(Saved data entries)
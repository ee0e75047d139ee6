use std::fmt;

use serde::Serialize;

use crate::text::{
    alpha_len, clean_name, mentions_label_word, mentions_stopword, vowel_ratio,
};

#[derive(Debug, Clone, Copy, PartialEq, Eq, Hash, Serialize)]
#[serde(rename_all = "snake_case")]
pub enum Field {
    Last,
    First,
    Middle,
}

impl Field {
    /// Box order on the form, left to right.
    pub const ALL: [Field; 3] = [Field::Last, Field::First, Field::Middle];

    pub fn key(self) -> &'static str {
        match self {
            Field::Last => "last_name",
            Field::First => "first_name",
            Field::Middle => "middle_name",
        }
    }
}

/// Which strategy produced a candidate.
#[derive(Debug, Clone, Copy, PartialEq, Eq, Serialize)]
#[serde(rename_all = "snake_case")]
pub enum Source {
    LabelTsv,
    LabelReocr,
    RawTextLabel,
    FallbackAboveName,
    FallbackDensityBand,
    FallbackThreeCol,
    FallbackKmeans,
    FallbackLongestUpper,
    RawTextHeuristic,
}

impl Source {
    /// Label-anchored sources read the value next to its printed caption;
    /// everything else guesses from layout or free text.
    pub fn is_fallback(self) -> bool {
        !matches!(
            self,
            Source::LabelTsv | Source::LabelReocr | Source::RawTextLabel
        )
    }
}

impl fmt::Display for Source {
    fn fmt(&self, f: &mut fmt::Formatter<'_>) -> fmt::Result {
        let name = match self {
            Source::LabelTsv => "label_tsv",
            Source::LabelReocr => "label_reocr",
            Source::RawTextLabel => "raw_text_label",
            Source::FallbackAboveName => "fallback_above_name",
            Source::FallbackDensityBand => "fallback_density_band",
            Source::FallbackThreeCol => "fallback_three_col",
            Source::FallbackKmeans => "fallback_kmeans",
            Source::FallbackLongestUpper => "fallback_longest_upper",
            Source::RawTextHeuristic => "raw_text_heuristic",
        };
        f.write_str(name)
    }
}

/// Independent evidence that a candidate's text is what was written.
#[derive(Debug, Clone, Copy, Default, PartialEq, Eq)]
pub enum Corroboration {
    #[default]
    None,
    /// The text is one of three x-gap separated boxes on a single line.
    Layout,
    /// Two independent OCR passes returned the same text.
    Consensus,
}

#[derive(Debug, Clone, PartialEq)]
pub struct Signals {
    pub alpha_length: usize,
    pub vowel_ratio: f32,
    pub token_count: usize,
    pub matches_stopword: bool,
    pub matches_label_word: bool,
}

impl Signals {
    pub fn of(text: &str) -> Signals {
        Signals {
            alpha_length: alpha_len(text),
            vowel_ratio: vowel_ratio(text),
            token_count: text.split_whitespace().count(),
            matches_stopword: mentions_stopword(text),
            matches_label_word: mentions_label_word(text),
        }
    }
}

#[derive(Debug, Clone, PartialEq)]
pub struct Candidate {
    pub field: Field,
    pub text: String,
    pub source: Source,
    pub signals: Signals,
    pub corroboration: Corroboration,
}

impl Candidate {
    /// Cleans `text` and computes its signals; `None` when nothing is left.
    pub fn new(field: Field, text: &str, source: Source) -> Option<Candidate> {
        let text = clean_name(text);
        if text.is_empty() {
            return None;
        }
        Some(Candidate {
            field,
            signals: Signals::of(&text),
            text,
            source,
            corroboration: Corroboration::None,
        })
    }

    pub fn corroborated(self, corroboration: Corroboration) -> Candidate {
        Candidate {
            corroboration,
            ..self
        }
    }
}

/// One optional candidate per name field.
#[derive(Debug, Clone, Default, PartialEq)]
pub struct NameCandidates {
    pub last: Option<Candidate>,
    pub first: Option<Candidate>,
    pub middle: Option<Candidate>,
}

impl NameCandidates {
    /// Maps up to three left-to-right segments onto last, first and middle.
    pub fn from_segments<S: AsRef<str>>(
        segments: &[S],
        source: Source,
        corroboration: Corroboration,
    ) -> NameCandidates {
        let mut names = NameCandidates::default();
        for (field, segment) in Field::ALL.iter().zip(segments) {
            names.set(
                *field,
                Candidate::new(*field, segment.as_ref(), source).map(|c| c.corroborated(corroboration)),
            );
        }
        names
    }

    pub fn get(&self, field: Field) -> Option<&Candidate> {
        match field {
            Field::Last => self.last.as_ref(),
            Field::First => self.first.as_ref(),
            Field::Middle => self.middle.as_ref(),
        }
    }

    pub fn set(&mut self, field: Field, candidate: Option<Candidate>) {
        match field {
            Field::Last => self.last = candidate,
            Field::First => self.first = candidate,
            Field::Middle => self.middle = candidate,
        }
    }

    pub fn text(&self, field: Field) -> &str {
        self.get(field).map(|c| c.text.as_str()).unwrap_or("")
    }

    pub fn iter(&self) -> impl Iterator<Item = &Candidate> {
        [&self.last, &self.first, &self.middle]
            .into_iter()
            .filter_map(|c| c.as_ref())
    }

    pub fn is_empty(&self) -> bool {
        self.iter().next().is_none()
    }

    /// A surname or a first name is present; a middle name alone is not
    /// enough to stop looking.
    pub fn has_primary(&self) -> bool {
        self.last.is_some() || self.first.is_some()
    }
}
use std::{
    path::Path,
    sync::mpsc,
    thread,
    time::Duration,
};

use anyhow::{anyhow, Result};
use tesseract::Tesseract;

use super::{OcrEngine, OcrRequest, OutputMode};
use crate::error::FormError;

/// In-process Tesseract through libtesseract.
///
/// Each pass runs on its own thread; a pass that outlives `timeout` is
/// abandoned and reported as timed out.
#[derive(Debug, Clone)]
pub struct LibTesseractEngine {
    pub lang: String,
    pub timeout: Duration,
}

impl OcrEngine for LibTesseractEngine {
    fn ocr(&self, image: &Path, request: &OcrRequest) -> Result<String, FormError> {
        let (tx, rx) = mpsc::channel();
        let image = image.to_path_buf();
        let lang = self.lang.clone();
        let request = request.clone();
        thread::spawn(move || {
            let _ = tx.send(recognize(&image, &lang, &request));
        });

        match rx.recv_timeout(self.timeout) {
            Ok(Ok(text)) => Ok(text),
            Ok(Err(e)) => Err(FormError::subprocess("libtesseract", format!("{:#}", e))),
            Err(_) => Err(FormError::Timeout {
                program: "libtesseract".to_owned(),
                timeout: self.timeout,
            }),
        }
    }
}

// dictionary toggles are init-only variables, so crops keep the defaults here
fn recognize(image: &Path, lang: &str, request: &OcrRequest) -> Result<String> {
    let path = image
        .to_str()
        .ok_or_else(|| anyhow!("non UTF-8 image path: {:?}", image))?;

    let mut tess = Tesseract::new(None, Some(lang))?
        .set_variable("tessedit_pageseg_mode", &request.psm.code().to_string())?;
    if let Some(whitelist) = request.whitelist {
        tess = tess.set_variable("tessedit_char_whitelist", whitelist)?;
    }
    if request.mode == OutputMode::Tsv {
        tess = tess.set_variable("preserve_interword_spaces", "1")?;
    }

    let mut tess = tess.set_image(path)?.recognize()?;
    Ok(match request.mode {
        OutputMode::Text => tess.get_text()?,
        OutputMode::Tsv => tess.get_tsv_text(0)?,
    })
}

**The problem**. Which lines above contain "anyhow"? Show each of them.

**Result**.
use anyhow::{anyhow, Result};
        .ok_or_else(|| anyhow!("non UTF-8 image path: {:?}", image))?;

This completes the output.